Search the records for the word "minimum". Copy every line where it appears.

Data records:
━━━━━━━━━━

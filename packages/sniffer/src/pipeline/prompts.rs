//! Named prompt templates and placeholder rendering.
//!
//! Use-case bundles reference templates by name; [`resolve_template`]
//! falls back to treating the configured string as the template text
//! itself, so file-loaded bundles can carry inline prompts.

/// Template names referenced by the compiled-in bundles.
pub const LENDER_SCRAPER_SYSTEM_MESSAGE_NAME: &str = "lender_scraper_system_message";
pub const LENDER_SCRAPER_PROMPT_NAME: &str = "lender_scraper_prompt";
pub const GENERIC_SCRAPER_SYSTEM_MESSAGE_NAME: &str = "generic_scraper_system_message";
pub const GENERIC_SCRAPER_PROMPT_NAME: &str = "generic_scraper_prompt";
pub const REFINEMENT_PROMPT_NAME: &str = "refinement_prompt";
pub const SEARCH_QUESTION_NAME: &str = "search_question";

pub const LENDER_SCRAPER_SYSTEM_MESSAGE: &str = "\
You are a lender policy data extractor. Browse, click, scroll, and parse the lender's \
official pages to collect home loan and Loan Against Property (LAP) parameters. Return \
one JSON object matching the provided schema with clean, normalized values. Do not \
guess; if a field is not found, set it to null. Prefer the most recent, official \
sources on {domain_allowlist} (including PDFs hosted on the same domain).

SCOPE
- Allowed domains: {domain_allowlist} (and subpaths).
- Seed pages include titles/links containing: Home Loan, Housing Loan, Loan Against \
Property, LAP, Interest Rates, Rates & Charges, Schedule of Charges, Eligibility, \
Documents Required, MITC, Fees, Processing Fee, Prepayment, Foreclosure, Contact, \
Downloads, FAQs.
- Open and parse MITC / Schedule of Charges / product brochure PDFs when present.

NORMALIZATION
- Numbers as JSON numbers; no commas, symbols, or unit suffixes.
- Percentages numeric without the % sign (e.g. 8.5).
- Tenure converted from months to years.
- Unknown or unavailable values are null.
- De-duplicate arrays; trim whitespace.

Return only the final JSON object matching the schema, no commentary.";

pub const LENDER_SCRAPER_PROMPT: &str = "\
GOAL: Extract {lender_name} Home Loan & LAP parameters from official pages and PDFs on \
{lender_website}. Click, scroll, and parse tabs and accordions to reveal hidden \
content. Follow internal links relevant to rates, fees and charges, features, \
eligibility, documents, MITC, schedule of charges, and downloads.

EXTRACTION TARGETS
- Interest rates: headline rate or range, slab-wise rates, benchmark/reset if present.
- Loan amounts: minimum and maximum.
- Tenure: minimum and maximum, in years.
- LTV: maximum percentage, with tiering if disclosed.
- Fees and charges: processing fee, prepayment and foreclosure charges.
- Eligibility: age, employment type, minimum income, credit score floor.
- Approval and processing time, in days.
- Special offers: seasonal campaigns, fee waivers.

Domain allowlist: {domain_allowlist}. Return exactly one JSON object matching the \
schema. No extra text.";

pub const GENERIC_SCRAPER_SYSTEM_MESSAGE: &str = "\
You are a data extraction agent. Fetch the provided pages from {domain_allowlist} and \
extract every distinct entry matching the provided schema. Use only visible, \
verifiable information; do not invent values. If a field is not found, set it to null. \
Return only data matching the schema, no commentary.";

pub const GENERIC_SCRAPER_PROMPT: &str = "\
Extract all records matching the schema from the pages on {domain}. Capture every \
distinct entry rather than summarizing; keep values concise and trimmed.";

pub const REFINEMENT_PROMPT: &str = "\
You are a data-refinement engine. Normalize the scraped object to the target schema. \
Output exactly one JSON object; no commentary. Rules:
- Numbers: JSON numbers only (no commas/units).
- Currency: numeric with two decimals; strip currency words and symbols.
- Percentages: numeric without the % sign.
- Tenure: convert months to years.
- IDs, phones, postal codes: digits/alphanumerics only; null if invalid.
- Missing or unparseable values become null.
- De-duplicate arrays; trim text.

Return keys exactly as in the schema and keep nulls where data is unavailable.";

pub const SEARCH_QUESTION: &str = "\
What is the
1. interest rate,
2. loan-to-value,
3. minimum credit score,
4. loan amount range,
5. loan tenure range,
6. approval time,
7. processing fee,
8. special offers
for home loan from {source}.";

/// Look up a compiled-in template by name.
pub fn get_prompt(name: &str) -> Option<&'static str> {
    match name {
        LENDER_SCRAPER_SYSTEM_MESSAGE_NAME => Some(LENDER_SCRAPER_SYSTEM_MESSAGE),
        LENDER_SCRAPER_PROMPT_NAME => Some(LENDER_SCRAPER_PROMPT),
        GENERIC_SCRAPER_SYSTEM_MESSAGE_NAME => Some(GENERIC_SCRAPER_SYSTEM_MESSAGE),
        GENERIC_SCRAPER_PROMPT_NAME => Some(GENERIC_SCRAPER_PROMPT),
        REFINEMENT_PROMPT_NAME => Some(REFINEMENT_PROMPT),
        SEARCH_QUESTION_NAME => Some(SEARCH_QUESTION),
        _ => None,
    }
}

/// Resolve a configured value: a known template name, or the value
/// itself as inline template text.
pub fn resolve_template(configured: &str) -> &str {
    get_prompt(configured).unwrap_or(configured)
}

/// Substitute `{name}` placeholders. Unknown placeholders are left
/// in place rather than erased.
pub fn render(template: &str, vars: &[(&str, &str)]) -> String {
    let mut out = template.to_string();
    for (name, value) in vars {
        out = out.replace(&format!("{{{name}}}"), value);
    }
    out
}

/// Substitute every domain-derived placeholder the templates use.
pub fn render_for_domain(template: &str, domain: &str) -> String {
    render(
        template,
        &[
            ("domain", domain),
            ("domain_allowlist", domain),
            ("lender_name", domain),
            ("lender_website", domain),
            ("source", domain),
        ],
    )
}

/// Compose the Stage A extraction prompt: rendered system message,
/// rendered scraper prompt, then the request's free-text context.
pub fn compose_scraper_prompt(
    system_message: &str,
    scraper_prompt: &str,
    request_context: &str,
    domain: &str,
) -> String {
    let mut composed = format!(
        "{}\n{}",
        render_for_domain(resolve_template(system_message), domain),
        render_for_domain(resolve_template(scraper_prompt), domain),
    );
    if !request_context.is_empty() {
        composed.push('\n');
        composed.push_str(request_context);
    }
    composed
}

#[cfg(test)]
mod tests {
    use super::*;

    #[test]
    fn test_render_substitutes_named_placeholders() {
        let out = render("rates for {lender_name} on {domain}", &[
            ("lender_name", "example-bank.test"),
            ("domain", "example-bank.test"),
        ]);
        assert_eq!(out, "rates for example-bank.test on example-bank.test");
    }

    #[test]
    fn test_render_leaves_unknown_placeholders() {
        assert_eq!(render("{who}?", &[("domain", "x")]), "{who}?");
    }

    #[test]
    fn test_resolve_template_falls_back_to_inline_text() {
        assert_eq!(
            resolve_template(REFINEMENT_PROMPT_NAME),
            REFINEMENT_PROMPT
        );
        assert_eq!(resolve_template("Extract the menu items."), "Extract the menu items.");
    }

    #[test]
    fn test_compose_appends_request_context() {
        let composed = compose_scraper_prompt(
            GENERIC_SCRAPER_SYSTEM_MESSAGE_NAME,
            GENERIC_SCRAPER_PROMPT_NAME,
            "focus on branch offices",
            "example.com",
        );
        assert!(composed.contains("example.com"));
        assert!(composed.ends_with("focus on branch offices"));
        assert!(!composed.contains("{domain}"));
    }
}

━━━━━━━━━━

## Reply:
- Loan amounts: minimum and maximum.
- Tenure: minimum and maximum, in years.
- Eligibility: age, employment type, minimum income, credit score floor.
3. minimum credit score,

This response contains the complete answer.